- Supplied data

//! # Puzzle Generator
//!
//! Partitions the connected dungeon into access sectors by inserting
//! locked doors at chosen room/hallway boundaries, then places a key for
//! every locked door in a sector reachable before that door is needed.

use crate::dungeon::door::{Door, DoorId, DoorKey, SectorId};
use crate::dungeon::hallway::{Hallway, HallwayId};
use crate::dungeon::room::{HubSeparation, Room, RoomId};
use crate::generation::RandomSource;
use crate::utils::math::GridPoint;
use log::{debug, warn};
use pathfinding::prelude::{bfs, bfs_reach};

/// Builds the lock-and-key sector graph over a finished room layout.
#[derive(Debug, Clone)]
pub struct PuzzleGenerator {
    spawn_room: RoomId,
    sectors: Vec<Vec<RoomId>>,
    doors: Vec<Door>,
    keys: Vec<DoorKey>,
}

impl PuzzleGenerator {
    /// Starts with a single sector containing every room; `spawn_room`
    /// seeds sector-0 splits so the player side keeps enough rooms.
    pub fn new(rooms: &[Room], spawn_room: RoomId) -> Self {
        PuzzleGenerator {
            spawn_room,
            sectors: vec![rooms.iter().map(|room| room.id).collect()],
            doors: Vec::new(),
            keys: Vec::new(),
        }
    }

    /// The sector room lists, indexed by sector id.
    pub fn sectors(&self) -> &[Vec<RoomId>] {
        &self.sectors
    }

    /// The doors added so far.
    pub fn doors(&self) -> &[Door] {
        &self.doors
    }

    /// The keys placed so far.
    pub fn keys(&self) -> &[DoorKey] {
        &self.keys
    }

    /// Number of sectors.
    pub fn sector_count(&self) -> usize {
        self.sectors.len()
    }

    /// Room count of the largest sector.
    pub fn largest_sector(&self) -> usize {
        self.sectors.iter().map(|sector| sector.len()).max().unwrap_or(0)
    }

    /// Consumes the generator, yielding doors, keys and sectors.
    pub fn into_parts(self) -> (Vec<Door>, Vec<DoorKey>, Vec<Vec<RoomId>>) {
        (self.doors, self.keys, self.sectors)
    }

    /// Adds up to `n` doors (each locked unless `locked` is false), then
    /// places keys for every locked door still lacking one. Returns how
    /// many doors were actually added.
    pub fn add_doors(
        &mut self,
        n: usize,
        locked: bool,
        rooms: &[Room],
        hallways: &[Hallway],
        rng: &mut RandomSource,
    ) -> usize {
        let mut added = 0;
        for _ in 0..n {
            if self.add_door(rooms, hallways, locked, rng).is_some() {
                added += 1;
            }
        }

        self.place_keys(rooms, hallways, rng);
        added
    }

    /// Splits one sector with a new door. Returns the new door's id, or
    /// `None` when no sector is large enough or no valid split exists.
    pub fn add_door(
        &mut self,
        rooms: &[Room],
        hallways: &[Hallway],
        locked: bool,
        rng: &mut RandomSource,
    ) -> Option<DoorId> {
        let largest = self.largest_sector();
        if largest < 3 {
            return None;
        }

        let sector_candidates: Vec<SectorId> = (0..self.sectors.len())
            .filter(|&id| self.sectors[id].len() >= largest - 1)
            .collect();
        let sector_id = *rng.pick(&sector_candidates);
        let sector = self.sectors[sector_id].clone();

        let seed_room = if sector_id == 0 {
            self.spawn_room
        } else {
            sector[0]
        };

        let mut valid_splits = Vec::new();
        for (room_id, hall_id) in self.candidate_door_positions(rooms, hallways, sector_id, rng) {
            let (near, far) = check_sector_split(&sector, seed_room, hall_id, rooms, hallways);

            if far.is_empty() {
                continue;
            }
            // The spawn side must keep at least three rooms.
            if sector_id == 0 && near.len() < 3 {
                continue;
            }
            // Never isolate a through-room behind a lock.
            let isolates_through_room = [&near, &far].into_iter().any(|group| {
                group.len() == 1 && !rooms[(group[0] - 1) as usize].is_terminus(hallways)
            });
            if isolates_through_room {
                continue;
            }

            debug!(
                "puzzle: splitting sector {} at room {} hall {} gives {} / {} rooms",
                sector_id,
                room_id,
                hall_id,
                near.len(),
                far.len()
            );
            valid_splits.push((room_id, hall_id, near, far));
        }

        if valid_splits.is_empty() {
            return None;
        }

        // Prefer the three most even splits, then draw among them.
        valid_splits
            .sort_by_key(|(_, _, near, far)| (near.len() as i32 - far.len() as i32).abs());
        let top = &valid_splits[..valid_splits.len().min(3)];
        let (room_id, hall_id, near, far) = top[rng.index(top.len())].clone();

        let new_sector_id = self.sectors.len();
        self.sectors[sector_id] = near;
        self.sectors.push(far);

        self.doors
            .push(Door::new(room_id, hall_id, [sector_id, new_sector_id], locked));
        self.relabel_doors(hallways);

        Some(self.doors.len() - 1)
    }

    /// Re-derives every door's two sector ids from current room
    /// membership; earlier doors may now face a freshly split-off sector.
    fn relabel_doors(&mut self, hallways: &[Hallway]) {
        let sector_of = |room: RoomId| -> Option<SectorId> {
            self.sectors
                .iter()
                .position(|sector| sector.contains(&room))
        };

        let mut relabelled = Vec::with_capacity(self.doors.len());
        for door in &self.doors {
            let near = sector_of(door.room);
            let far = hallways
                .get((door.hallway - 1) as usize)
                .and_then(|hall| hall.other_room(door.room))
                .and_then(sector_of);

            let sectors = match (near, far) {
                (Some(a), Some(b)) => [a, b],
                _ => door.sectors,
            };
            relabelled.push(sectors);
        }

        for (door, sectors) in self.doors.iter_mut().zip(relabelled) {
            door.sectors = sectors;
        }
    }

    /// Door-position candidates: rooms near the hub (separation 1 or 2)
    /// that do not border more than one hub room. Rooms with deep
    /// downstream branches may host the door on any exit; otherwise only
    /// exits descending towards the hub qualify, which also prunes dead
    /// ends.
    fn candidate_door_positions(
        &self,
        rooms: &[Room],
        hallways: &[Hallway],
        sector_id: SectorId,
        rng: &mut RandomSource,
    ) -> Vec<(RoomId, HallwayId)> {
        let mut candidates = Vec::new();

        for &room_id in &self.sectors[sector_id] {
            let room = &rooms[(room_id - 1) as usize];
            if !matches!(
                room.hub_separation,
                HubSeparation::Steps(1) | HubSeparation::Steps(2)
            ) {
                continue;
            }

            let hub_neighbours = room
                .exits
                .iter()
                .filter_map(|&id| hallways.get((id - 1) as usize))
                .filter_map(|hall| hall.other_room(room_id))
                .filter(|&other| rooms[(other - 1) as usize].hub_separation.is_hub())
                .count();
            if hub_neighbours > 1 {
                continue;
            }

            let max_downstream = max_reachable_separation(room_id, rooms, hallways);
            if max_downstream > HubSeparation::Steps(2) {
                candidates.push((room_id, room.exits[rng.index(room.exits.len())]));
            } else {
                let descending: Vec<HallwayId> = room
                    .exits
                    .iter()
                    .filter(|&&id| {
                        let other_separation = hallways
                            .get((id - 1) as usize)
                            .and_then(|hall| hall.other_room(room_id))
                            .map(|other| rooms[(other - 1) as usize].hub_separation)
                            .unwrap_or(room.hub_separation);
                        other_separation < room.hub_separation
                    })
                    .copied()
                    .collect();

                if descending.is_empty() {
                    continue;
                }
                candidates.push((room_id, descending[rng.index(descending.len())]));
            }
        }

        candidates
    }

    /// Places a key for every locked door that lacks one, in ascending
    /// order of the door's sector-graph distance from sector 0. Each key
    /// lands on a random tile of a random room in a sector on the door's
    /// longer upstream chain, so it is collectable before the door blocks
    /// progress; with no reachable chain the key falls back to sector 0.
    pub fn place_keys(&mut self, rooms: &[Room], hallways: &[Hallway], rng: &mut RandomSource) {
        let distances = self.sector_distances_from_spawn();

        let mut pending: Vec<DoorId> = (0..self.doors.len())
            .filter(|&id| !self.doors[id].unlocked)
            .filter(|&id| self.keys.iter().all(|key| key.door != id))
            .collect();
        pending.sort_by_key(|&id| {
            let [a, b] = self.doors[id].sectors;
            distances[a].min(distances[b])
        });

        for door_id in pending {
            let [near_sector, far_sector] = self.doors[door_id].sectors;

            let near_chain = self.upstream_sector_chain(near_sector);
            let far_chain = self.upstream_sector_chain(far_sector);
            let chain = if near_chain.len() >= far_chain.len() {
                near_chain
            } else {
                far_chain
            };

            let spawn_sector = if chain.is_empty() {
                warn!(
                    "puzzle: no reachable sector for the key of door {}; falling back to sector 0",
                    door_id
                );
                0
            } else {
                chain[rng.index(chain.len())]
            };

            let sector_rooms = &self.sectors[spawn_sector];
            if sector_rooms.is_empty() {
                warn!("puzzle: sector {} is empty, key skipped", spawn_sector);
                continue;
            }

            let room_id = sector_rooms[rng.index(sector_rooms.len())];
            let room = &rooms[(room_id - 1) as usize];
            let tiles: Vec<GridPoint> = room.tiles().collect();
            let spawn = tiles[rng.index(tiles.len())];

            debug!(
                "puzzle: key for door {} spawns in sector {} room {} at {}",
                door_id, spawn_sector, room_id, spawn
            );
            self.keys.push(DoorKey::new(door_id, spawn, spawn_sector));
        }
    }

    /// BFS distance of every sector from sector 0, over all doors
    /// regardless of lock state. Unreached sectors get `usize::MAX`.
    fn sector_distances_from_spawn(&self) -> Vec<usize> {
        let mut distances = vec![usize::MAX; self.sectors.len()];
        if self.sectors.is_empty() {
            return distances;
        }

        distances[0] = 0;
        let mut queue = std::collections::VecDeque::from([0usize]);
        while let Some(sector) = queue.pop_front() {
            for door in &self.doors {
                let Some(other) = door.other_sector(sector) else {
                    continue;
                };
                if distances[other] == usize::MAX {
                    distances[other] = distances[sector] + 1;
                    queue.push_back(other);
                }
            }
        }

        distances
    }

    /// The sector chain from sector 0 to `target` crossing only doors
    /// that are already unlocked or have a key placed; empty when no such
    /// chain exists.
    fn upstream_sector_chain(&self, target: SectorId) -> Vec<SectorId> {
        let traversable: Vec<&Door> = self
            .doors
            .iter()
            .enumerate()
            .filter(|(id, door)| {
                door.unlocked || self.keys.iter().any(|key| key.door == *id)
            })
            .map(|(_, door)| door)
            .collect();

        bfs(
            &0usize,
            |&sector| {
                traversable
                    .iter()
                    .filter_map(|door| door.other_sector(sector))
                    .collect::<Vec<_>>()
            },
            |&sector| sector == target,
        )
        .unwrap_or_default()
    }
}

/// Simulates removing `splitter` from the sector's hallway graph: BFS
/// flood from `seed_room` restricted to sector members, returning the
/// reached ("near") and unreached ("far") room groups.
fn check_sector_split(
    sector: &[RoomId],
    seed_room: RoomId,
    splitter: HallwayId,
    rooms: &[Room],
    hallways: &[Hallway],
) -> (Vec<RoomId>, Vec<RoomId>) {
    let near: Vec<RoomId> = bfs_reach(seed_room, |&id| {
        rooms[(id - 1) as usize]
            .exits
            .iter()
            .filter(|&&hall_id| hall_id != splitter)
            .filter_map(|&hall_id| hallways.get((hall_id - 1) as usize))
            .filter_map(|hall| hall.other_room(id))
            .filter(|other| sector.contains(other))
            .collect::<Vec<_>>()
    })
    .collect();

    let far: Vec<RoomId> = sector
        .iter()
        .filter(|id| !near.contains(id))
        .copied()
        .collect();

    (near, far)
}

/// The largest hub separation reachable from `start` without ever
/// stepping to a room closer to the hub, i.e. the depth of the branch
/// hanging off this room.
fn max_reachable_separation(start: RoomId, rooms: &[Room], hallways: &[Hallway]) -> HubSeparation {
    let mut seen = vec![start];
    let mut stack = vec![start];
    let mut max_separation = rooms[(start - 1) as usize].hub_separation;

    while let Some(id) = stack.pop() {
        let separation = rooms[(id - 1) as usize].hub_separation;
        for &hall_id in &rooms[(id - 1) as usize].exits {
            let Some(other) = hallways
                .get((hall_id - 1) as usize)
                .and_then(|hall| hall.other_room(id))
            else {
                continue;
            };
            if seen.contains(&other) {
                continue;
            }
            let other_separation = rooms[(other - 1) as usize].hub_separation;
            if other_separation < separation {
                continue;
            }

            seen.push(other);
            stack.push(other);
            if other_separation > max_separation {
                max_separation = other_separation;
            }
        }
    }

    max_separation
}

- Instructions for the task
Read the entries and select each line where the word "HallwayId" is found.

- Answer box
use crate::dungeon::hallway::{Hallway, HallwayId};
    ) -> Vec<(RoomId, HallwayId)> {
                let descending: Vec<HallwayId> = room
    splitter: HallwayId,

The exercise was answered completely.